In-progress entries are filtered by:

WorktreePath matches the current worktree (canonicalised via filepath.EvalSymlinks for /var vs /private/var on macOS)
BaseCommit matches current HEAD (work since the last commit only)
!FullyCondensed (still in flight)
Kind != KindAgentReview (don't include the review agent itself)

Per-entry format matches the existing prompt-fallback path (reviewPromptText), reused verbatim — no new truncation or caps. Sessions whose prompt.txt is missing or empty are skipped silently.

Background

User's reproducer (bug #4):

Fresh clone, never checked out the offending branch
Run entire review → banner: Reviewing <branch> vs origin/soph/add-codex-post-tool: 34 commits, 73 files changed
Codex's review covered 30+ unrelated upstream commits, not the actual branch work

Diagnosis: scope detection picked origin/soph/add-codex-post-tool because (a) it was merged into mainline recently so its tip committerdate is newer than older mainline-only commits, (b) it's an ancestor of HEAD via the merge into main, (c) the heuristic prefers most-recent-tip among ancestors. The agent then faithfully reviewed origin/soph/add-codex-post-tool...HEAD, which dragged in everything between that branch's merge and current HEAD.

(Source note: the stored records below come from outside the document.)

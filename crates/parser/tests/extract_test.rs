//! End-to-end extraction over Go sources written to a temporary module cache

use provider_codegen_common::{IntermediateModel, Settings};
use provider_codegen_parser::{
    ExtractRequest, ModuleCache, OperationFilter, SdkExtractor, SourceCatalog,
};
use std::fs;
use std::path::Path;
use tempfile::TempDir;

const MODULE: &str = "github.com/acme/widgets-go-client/v4";
const VERSION: &str = "v4.0.1";

const WIDGETS_API: &str = r#"package api

import (
	"context"
	import1 "github.com/acme/widgets-go-client/v4/models/widgets/v4/config"
	"github.com/acme/widgets-go-client/v4/client"
)

type WidgetApi struct {
	ApiClient *client.ApiClient
}

func (api *WidgetApi) ListWidgets(ctx context.Context, input *import1.ListWidgetsInput) (*import1.ListWidgetsOutput, error) {
	return nil, nil
}

func (api *WidgetApi) GetWidgetById(extId *string, args ...map[string]interface{}) (*import1.GetWidgetApiResponse, error) {
	return nil, nil
}

type Helper struct{}

func (h *Helper) ListWidgets(ctx context.Context, input *import1.ListWidgetsInput) (*import1.ListWidgetsOutput, error) {
	return nil, nil
}
"#;

const VOLUMES_API: &str = r#"package api

import import1 "github.com/acme/widgets-go-client/v4/models/widgets/v4/config"

type VolumeApi struct{}

func (api *VolumeApi) GetVolumeById(extId *string) (*import1.GetVolumeApiResponse, error) {
	return nil, nil
}
"#;

const CONFIG_MODELS: &str = r#"package config

import import2 "github.com/acme/widgets-go-client/v4/models/common/v1/response"

type ListWidgetsInput struct {
	Page   *int
	Filter *string
}

type ListWidgetsOutput struct {
	ObjectType_ *string
	Data        []Widget
	Metadata    *import2.ApiResponseMetadata
}

type GetWidgetApiResponse struct {
	Data *Widget
}

type GetVolumeApiResponse struct {
	Data *Volume
}

type Widget struct {
	ExtId       *string
	Name        *string `json:"name,omitempty"`
	Status      *TaskStatus
	Reserved_   map[string]interface{}
}

type Volume struct {
	ExtId *string
	Size  *int64
}

type TaskStatus int

const (
	TASKSTATUS_UNKNOWN  TaskStatus = 0
	TASKSTATUS_REDACTED TaskStatus = 1
	TASKSTATUS_QUEUED   TaskStatus = 2
	TASKSTATUS_RUNNING  TaskStatus = 3
)

func (p *Widget) MarshalJSON() ([]byte, error) { return nil, nil }
"#;

const RESPONSE_MODELS: &str = r#"package response

type ApiResponseMetadata struct {
	TotalAvailableResults *int
}
"#;

fn write(path: &Path, contents: &str) {
    fs::create_dir_all(path.parent().unwrap()).unwrap();
    fs::write(path, contents).unwrap();
}

/// A module cache holding one version of the widgets client
fn module_cache() -> (TempDir, ModuleCache) {
    let cache_dir = tempfile::tempdir().unwrap();
    let module_dir = cache_dir.path().join(format!("{}@{}", MODULE, VERSION));

    write(&module_dir.join("api/widgets_api.go"), WIDGETS_API);
    write(&module_dir.join("api/volumes_api.go"), VOLUMES_API);
    write(&module_dir.join("api/broken.go"), "package api\n\nfunc (a *WidgetApi) Broken( {\n");
    write(&module_dir.join("api/widgets_api_test.go"), "package api\n\ntype TestOnly struct{}\n");
    write(&module_dir.join("models/widgets/v4/config/config_model.go"), CONFIG_MODELS);
    write(&module_dir.join("models/common/v1/response/response_model.go"), RESPONSE_MODELS);

    let cache = ModuleCache::new(cache_dir.path());
    (cache_dir, cache)
}

fn extract(filter: OperationFilter) -> IntermediateModel {
    let (_dir, cache) = module_cache();
    let extractor = SdkExtractor::new(cache, &Settings::default());
    extractor
        .extract(&ExtractRequest {
            package: format!("{}@{}", MODULE, VERSION),
            api_package: None,
            filter,
        })
        .unwrap()
        .model
}

#[test]
fn test_catalog_skips_broken_and_test_files() {
    let (dir, _cache) = module_cache();
    let api_dir = dir.path().join(format!("{}@{}/api", MODULE, VERSION));

    let catalog = SourceCatalog::build(&api_dir).unwrap();

    assert!(catalog.types.contains_key("WidgetApi"));
    assert!(catalog.types.contains_key("VolumeApi"));
    assert!(!catalog.types.contains_key("TestOnly"));
    assert!(catalog.operations.iter().all(|op| op.name != "Broken"));
    assert_eq!(catalog.types["WidgetApi"].file, "widgets_api.go");
}

#[test]
fn test_catalog_missing_root_is_fatal() {
    let dir = tempfile::tempdir().unwrap();
    assert!(SourceCatalog::build(&dir.path().join("absent")).is_err());
}

#[test]
fn test_list_widgets_classification() {
    let model = extract(OperationFilter::All);

    assert_eq!(model.namespace_identifier, format!("{}@{}", MODULE, VERSION));
    assert_eq!(model.namespace_path, MODULE);

    let list = model
        .operations
        .iter()
        .find(|op| op.method.name == "ListWidgets")
        .unwrap();
    assert_eq!(list.method.owning_type, "WidgetApi");
    assert_eq!(list.method.file, "api/widgets_api.go");

    let request = list.request_shape.as_ref().unwrap();
    assert_eq!(request.name, "ListWidgetsInput");
    assert_eq!(request.import_alias.as_deref(), Some("import1"));
    assert_eq!(
        request.import_path.as_deref(),
        Some("github.com/acme/widgets-go-client/v4/models/widgets/v4/config")
    );

    let response = list.response_shape.as_ref().unwrap();
    assert_eq!(response.name, "ListWidgetsOutput");
    let names: Vec<&str> = response.fields.iter().map(|f| f.name.as_str()).collect();
    assert_eq!(names, vec!["Data", "Metadata"]);
    assert!(response.fields[0].is_composite);
    assert!(response.fields[1].is_composite);
    assert_eq!(response.fields[1].import_alias.as_deref(), Some("import2"));
}

#[test]
fn test_non_api_owning_types_excluded() {
    let model = extract(OperationFilter::All);

    assert!(model
        .operations
        .iter()
        .all(|op| op.method.owning_type.to_lowercase().contains("api")));
    assert!(model
        .operations
        .iter()
        .all(|op| op.method.owning_type != "Helper" && op.method.name != "MarshalJSON"));
    assert_eq!(model.operations.len(), 3);
}

#[test]
fn test_variadic_only_request_is_absent() {
    let model = extract(OperationFilter::All);
    let get = model.find_operation("GetWidgetById").unwrap();

    // `*string` is a primitive, `...map` is skipped
    assert!(get.request_shape.is_none());
    let response = get.response_shape.as_ref().unwrap();
    let widget = &response.fields[0];
    let names: Vec<&str> = widget.children.iter().map(|f| f.name.as_str()).collect();
    assert_eq!(names, vec!["ExtId", "Name", "Status"]);
}

#[test]
fn test_referenced_enums_recorded() {
    let model = extract(OperationFilter::All);

    let status = model.enum_named("TaskStatus").unwrap();
    assert_eq!(status.symbol_for(3).unwrap(), "RUNNING");
    assert_eq!(status.variants.len(), 4);
}

#[test]
fn test_receiver_filter() {
    let model = extract(OperationFilter::from_flags(Some("volumeapi"), None));

    assert_eq!(model.operations.len(), 1);
    assert_eq!(model.operations[0].method.name, "GetVolumeById");
    assert!(model.enums.is_empty());
}

#[test]
fn test_keyword_filter() {
    let model = extract(OperationFilter::from_flags(None, Some("BYID")));

    let names: Vec<&str> = model
        .operations
        .iter()
        .map(|op| op.method.name.as_str())
        .collect();
    assert_eq!(names.len(), 2);
    assert!(names.contains(&"GetWidgetById"));
    assert!(names.contains(&"GetVolumeById"));
}

#[test]
fn test_api_package_descends_and_merges_models() {
    let cache_dir = tempfile::tempdir().unwrap();
    let module_dir = cache_dir.path().join(format!("{}@{}", MODULE, VERSION));
    write(&module_dir.join("api/volumes_api.go"), VOLUMES_API);
    // Sibling `models/` directory of `api/`
    write(&module_dir.join("models/volume_model.go"), CONFIG_MODELS);

    let extractor = SdkExtractor::new(ModuleCache::new(cache_dir.path()), &Settings::default());
    let extraction = extractor
        .extract(&ExtractRequest {
            package: format!("{}@{}", MODULE, VERSION),
            api_package: Some(format!("{}/api", MODULE)),
            filter: OperationFilter::All,
        })
        .unwrap();

    assert!(extraction.package_dir.ends_with("api"));
    assert_eq!(extraction.model.namespace_path, format!("{}/api", MODULE));
    let get = extraction.model.find_operation("GetVolumeById").unwrap();
    let response = get.response_shape.as_ref().unwrap();
    assert_eq!(response.file, "volume_model.go");
    assert_eq!(response.fields[0].children.len(), 2);
}

#[test]
fn test_missing_module_reports_download_hint() {
    let cache_dir = tempfile::tempdir().unwrap();
    let extractor = SdkExtractor::new(ModuleCache::new(cache_dir.path()), &Settings::default());

    let err = extractor
        .extract(&ExtractRequest {
            package: format!("{}@{}", MODULE, VERSION),
            ..Default::default()
        })
        .unwrap_err();
    assert!(err.to_string().contains("go mod download"));
}

#[test]
fn test_model_written_with_consumer_keys() {
    let model = extract(OperationFilter::from_flags(Some("WidgetApi"), Some("ListWidgets")));
    let json: serde_json::Value = serde_json::from_str(&model.to_json_pretty().unwrap()).unwrap();

    let first = &json["api_request_response_struct"][0];
    assert_eq!(first["api_method"]["receiver"], "WidgetApi");
    assert_eq!(first["request_struct"]["name"], "ListWidgetsInput");
    assert_eq!(first["response_struct"]["fields"][0]["is_struct"], true);
}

Fresh-repo reproduction confirmed this isn't about stale local refs — git fetch mirrors origin's branches by default, so every contributor's local repo has the same offending refs.

Smoke-verified end-to-end

After the fix on this branch, codex's review opened with:

Reviewed scope: no commits unique to origin/main; findings are from the uncommitted worktree.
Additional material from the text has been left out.